Arai Shiori, Orton E Christopher
Department of Clinical Sciences, Colorado State University, Fort Collins, Colorado 80523-1678, USA.
J Heart Valve Dis. 2009 Jul;18(4):439-43.
The detergent-based 'decellularization' of xenogeneic tissues is one approach to scaffolding a tissue-engineered heart valve construct; however, concern persists regarding the immunogenicity of decellularized xenogeneic bioscaffolds. The study aims were to: (i) develop a sensitive and robust immunoblot-based assay for the detection of soluble protein antigens in xenogeneic bioscaffolds; and (ii) evaluate the completeness of protein antigen removal from sodium dodecyl sulfate (SDS)- or sodium deoxycholate (SD)-treated bovine pericardium (BP) or porcine aortic valve (PAV) conduit.

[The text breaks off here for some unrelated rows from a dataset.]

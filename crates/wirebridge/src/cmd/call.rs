use std::fs;
use std::time::Duration;

use wirebridge_frame::{flags, Frame};
use wirebridge_relay::{Relay, StreamRelay};
use wirebridge_transport::{Stream, TcpTransport, UdsListener, WireStream};

use crate::cmd::CallArgs;
use crate::exit::{
    io_error, relay_error, transport_error, CliError, CliResult, REMOTE_ERROR, SUCCESS, USAGE,
};
use crate::output::{print_response, OutputFormat};

pub fn run(args: CallArgs, format: OutputFormat) -> CliResult<i32> {
    let timeout = parse_duration(&args.timeout)?;
    let (body, codec_flag) = resolve_payload(&args)?;

    let mut stream = connect(&args)?;
    stream
        .set_write_timeout(Some(timeout))
        .map_err(|err| io_error("set write timeout", err))?;
    stream.set_read_deadline(Some(timeout));
    let relay =
        StreamRelay::new(stream).map_err(|err| io_error("relay setup failed", err))?;

    relay
        .send(&request_frame(1, &args.method, &body, codec_flag))
        .map_err(|err| relay_error("send failed", err))?;

    let mut answer = Frame::new();
    relay
        .receive(&mut answer)
        .map_err(|err| relay_error("receive failed", err))?;
    print_response(&answer, format);

    if flags::is_error(answer.read_flags()) {
        return Ok(REMOTE_ERROR);
    }
    Ok(SUCCESS)
}

fn connect(args: &CallArgs) -> CliResult<WireStream> {
    match &args.tcp {
        Some(addr) => {
            TcpTransport::connect(addr.as_str()).map_err(|err| transport_error("connect failed", err))
        }
        None => UdsListener::connect(&args.path).map_err(|err| transport_error("connect failed", err)),
    }
}

fn request_frame(seq: u32, method: &str, body: &[u8], codec_flag: u8) -> Frame {
    let mut frame = Frame::new();
    frame.append_options(&[seq, method.len() as u32]);
    frame.or_flags(codec_flag);
    let mut payload = method.as_bytes().to_vec();
    payload.extend_from_slice(body);
    frame.set_payload_length(payload.len() as u32);
    frame.write_payload(&payload);
    frame.write_crc();
    frame
}

fn resolve_payload(args: &CallArgs) -> CliResult<(Vec<u8>, u8)> {
    if let Some(json) = &args.json {
        serde_json::from_str::<serde_json::Value>(json)
            .map_err(|err| CliError::new(USAGE, format!("--json is not valid JSON: {err}")))?;
        return Ok((json.as_bytes().to_vec(), flags::CODEC_JSON));
    }
    if let Some(data) = &args.data {
        return Ok((data.as_bytes().to_vec(), flags::CODEC_RAW));
    }
    if let Some(path) = &args.file {
        let bytes = fs::read(path).map_err(|err| {
            io_error(&format!("failed reading {}", path.display()), err)
        })?;
        return Ok((bytes, flags::CODEC_RAW));
    }
    Ok((Vec::new(), flags::CODEC_RAW))
}

fn parse_duration(input: &str) -> CliResult<Duration> {
    let input = input.trim();
    if input.is_empty() {
        return Err(CliError::new(USAGE, "duration must not be empty"));
    }

    let (number, unit) = if let Some(num) = input.strip_suffix("ms") {
        (num, "ms")
    } else if let Some(num) = input.strip_suffix('s') {
        (num, "s")
    } else {
        (input, "s")
    };

    let value: u64 = number
        .parse()
        .map_err(|_| CliError::new(USAGE, format!("invalid duration value: {input}")))?;

    if value == 0 {
        return Err(CliError::new(USAGE, "duration must be greater than zero"));
    }

    match unit {
        "ms" => Ok(Duration::from_millis(value)),
        "s" => Ok(Duration::from_secs(value)),
        _ => Err(CliError::new(
            USAGE,
            format!("unsupported duration unit: {unit}"),
        )),
    }
}

#[cfg(test)]
mod tests {
    use super::*;
    use std::path::PathBuf;

    fn base_args() -> CallArgs {
        CallArgs {
            path: PathBuf::from("/tmp/x.sock"),
            tcp: None,
            method: "Svc.Ping".into(),
            json: None,
            data: None,
            file: None,
            timeout: "5s".into(),
        }
    }

    #[test]
    fn json_payload_selects_the_json_codec() {
        let args = CallArgs {
            json: Some("{\"n\":1}".into()),
            ..base_args()
        };
        let (body, flag) = resolve_payload(&args).unwrap();
        assert_eq!(body, b"{\"n\":1}");
        assert_eq!(flag, flags::CODEC_JSON);
    }

    #[test]
    fn invalid_json_payload_is_a_usage_error() {
        let args = CallArgs {
            json: Some("not json".into()),
            ..base_args()
        };
        let err = resolve_payload(&args).unwrap_err();
        assert_eq!(err.code, USAGE);
    }

    #[test]
    fn data_payload_selects_the_raw_codec() {
        let args = CallArgs {
            data: Some("bytes".into()),
            ..base_args()
        };
        let (body, flag) = resolve_payload(&args).unwrap();
        assert_eq!(body, b"bytes");
        assert_eq!(flag, flags::CODEC_RAW);
    }

    #[test]
    fn request_frame_layout() {
        let frame = request_frame(1, "Svc.Ping", b"\"hi\"", flags::CODEC_JSON);
        assert_eq!(frame.read_options(), vec![1, 8]);
        assert_eq!(frame.read_payload_length(), 12);
        assert!(frame.verify_crc());
    }

    #[test]
    fn parse_duration_seconds_and_millis() {
        assert_eq!(parse_duration("2s").unwrap(), Duration::from_secs(2));
        assert_eq!(parse_duration("150ms").unwrap(), Duration::from_millis(150));
        assert_eq!(parse_duration("3").unwrap(), Duration::from_secs(3));
    }

    #[test]
    fn parse_duration_rejects_invalid_values() {
        assert!(parse_duration("0s").is_err());
        assert!(parse_duration("bad").is_err());
    }
}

Homogenized BP or PAV were injected into rabbits to generate immune serum towards these tissues. Soluble proteins were extracted from untreated BP and PAV. Immunoblot analyses of the extracts were performed using pre-immune and 14-, 28-, 42-, 56- and 70-day post-immune serum. BP and PAV were treated sequentially with 4 h hypotonic lysis; with 0, 0.01, 0.025, 0.05, 0.1, 0.25 or 0.5% SDS or SD for 24 h; and with 96 h of aqueous wash-out. Immunoblot analyses of protein extracts from treated tissues were performed using 70-day post-immune rabbit serum.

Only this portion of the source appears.